In this issue, Handelsman (doi: 10.5694/mja11.11277) describes changes in the patterns of testosterone prescribing in Australia from 1992 to 2010. He reports that there has been at least a twofold increase in total expenditure on prescriptions, taking into account inflation and population growth, and the increase in expenditure is greater than the increase in prescribing. Yet, there has been no change in the approved indications for the use of testosterone (androgen deficiency due to disorders of the hypothalamic–pituitary–testicular axis) or in the frequency of the conditions for which it is approved.
The risks inherent in this situation are clear. Testosterone is known to have significant adverse effects, such as unfavourable cardiovascular outcomes and a possible effect on the progression of subclinical prostate cancer. One recalls the overblown hopes for hormone replacement therapy in women and wonders about an ethical lapse allowing similar mistakes to be repeated for men.

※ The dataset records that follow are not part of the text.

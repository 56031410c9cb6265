//! Value transfer step for withdrawals
//!
//! The ledger finishes its bookkeeping before handing value to a [`Payout`],
//! so a payout implementation that calls back into the ledger observes the
//! post-withdrawal state.

use crate::core::{Address, Amount};
use chrono::{DateTime, Utc};
use serde::{Deserialize, Serialize};

/// Sink receiving value released by the ledger
pub trait Payout {
    fn pay(&mut self, to: &Address, amount: Amount);
}

/// One executed transfer
#[derive(Clone, Debug, Serialize, Deserialize, PartialEq)]
pub struct PayoutRecord {
    pub to: Address,
    pub amount: Amount,
    pub timestamp: DateTime<Utc>,
}

/// In-process payout sink that records every transfer
#[derive(Clone, Debug, Default, Serialize, Deserialize)]
pub struct PayoutJournal {
    records: Vec<PayoutRecord>,
}

impl PayoutJournal {
    pub fn new() -> Self {
        Self::default()
    }

    pub fn records(&self) -> &[PayoutRecord] {
        &self.records
    }

    /// Total paid out to one address
    pub fn paid_to(&self, address: &Address) -> Amount {
        self.records
            .iter()
            .filter(|r| &r.to == address)
            .map(|r| r.amount)
            .sum()
    }
}

impl Payout for PayoutJournal {
    fn pay(&mut self, to: &Address, amount: Amount) {
        log::info!("Paying {} to {}", amount, to);
        self.records.push(PayoutRecord {
            to: to.clone(),
            amount,
            timestamp: Utc::now(),
        });
    }
}
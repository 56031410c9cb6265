//! Notifications emitted by the contracts
//!
//! - [`NotificationLog`]: bounded append-only history with sequence numbers
//! - [`EventBus`]: broadcast channel for live subscribers (WebSocket clients)

pub mod bus;
pub mod notification;

pub use bus::EventBus;
pub use notification::{Event, Notification, NotificationLog, DEFAULT_LOG_CAPACITY};
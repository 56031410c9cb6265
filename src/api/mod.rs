//! REST API module
//!
//! Request/response access to the contracts. Callers identify themselves
//! with a `caller` field on every mutating request; amounts are decimal
//! strings.
//!
//! # Endpoints
//!
//! ## Registry
//! - `GET /api/rectangles` - List rectangles
//! - `POST /api/rectangles` - Create rectangle
//! - `GET /api/rectangles/{id}` - Get rectangle
//! - `POST /api/rectangles/{id}/resize` - Resize rectangle
//! - `POST /api/rectangles/{id}/move` - Move rectangle
//! - `GET /api/rectangles/area` - Total surface
//!
//! ## Ledger
//! - `GET /api/ledger` - Ledger statistics
//! - `POST /api/ledger/deposit` - Deposit
//! - `POST /api/ledger/withdraw` - Withdraw (all, or `amount`)
//! - `POST /api/ledger/recipient` - Change recipient
//! - `POST /api/ledger/halt`, `POST /api/ledger/resume` - Halt flag
//! - `GET /api/ledger/depositors`, `GET /api/ledger/depositors/{index}`
//!
//! ## Notifications
//! - `GET /api/notifications?since=N` - Retained notifications
//! - `GET /ws` - Live notifications

pub mod handlers;
pub mod routes;
pub mod websocket;

pub use handlers::{ApiState, SharedService};
pub use routes::create_router;
pub use websocket::WsMessage;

In a related article, Vitry and Mintzes (doi: 10.5694/mja11.11299) discuss the regulatory failures that have allowed the above situation to arise and call for change. They describe the techniques used by pharmaceutical companies to subvert the regulations that ban direct-to-consumer advertising. This is banned throughout the industrialised world, except in the US and New Zealand. Disease-awareness campaigns are one way that drug companies can increase prescribing rates for their products. Another is the “help seeking” campaign. In the case of testosterone, the authors describe a campaign that showed a frustrated 30- or 40-something-year-old couple in bed, asking: “Has he lost that loving feeling?” The campaign’s suggestion is to see your doctor; its implication is that he or she will prescribe a medicine that will right the situation.
Both these articles raise the concept of disease mongering, which was described two decades ago.1 By “medicalising” normality and expanding the boundaries of treatable illness, and therefore the number of potential patients, many groups, not least pharmaceutical companies and medical practitioners, stand to benefit. But there may be considerable costs — the risk of iatrogenic illness, the waste of limited resources, and the diversion of resources from the treatment of more important diseases.
Also in this issue is important research about the current state of hepatitis C treatment in Australia. Gidding and colleagues (doi: 10.5694/mja12.10014) show that current treatments in a real, non-trial setting deliver very significant benefits (including for those typically excluded from trial settings). Hellard and colleagues (doi: 10.5694/mja11.10981) model the effects of targeting delivery of treatments for hepatitis C infection among people who inject drugs, and predict a potentially large decrease in prevalence.
Dore (doi: 10.5694/mja11.11531) provides an overview of future treatments for hepatitis C, treatments which promise to change the way hepatitis is treated by offering greater efficacy and accessibility — not to be missed by those managing the disease.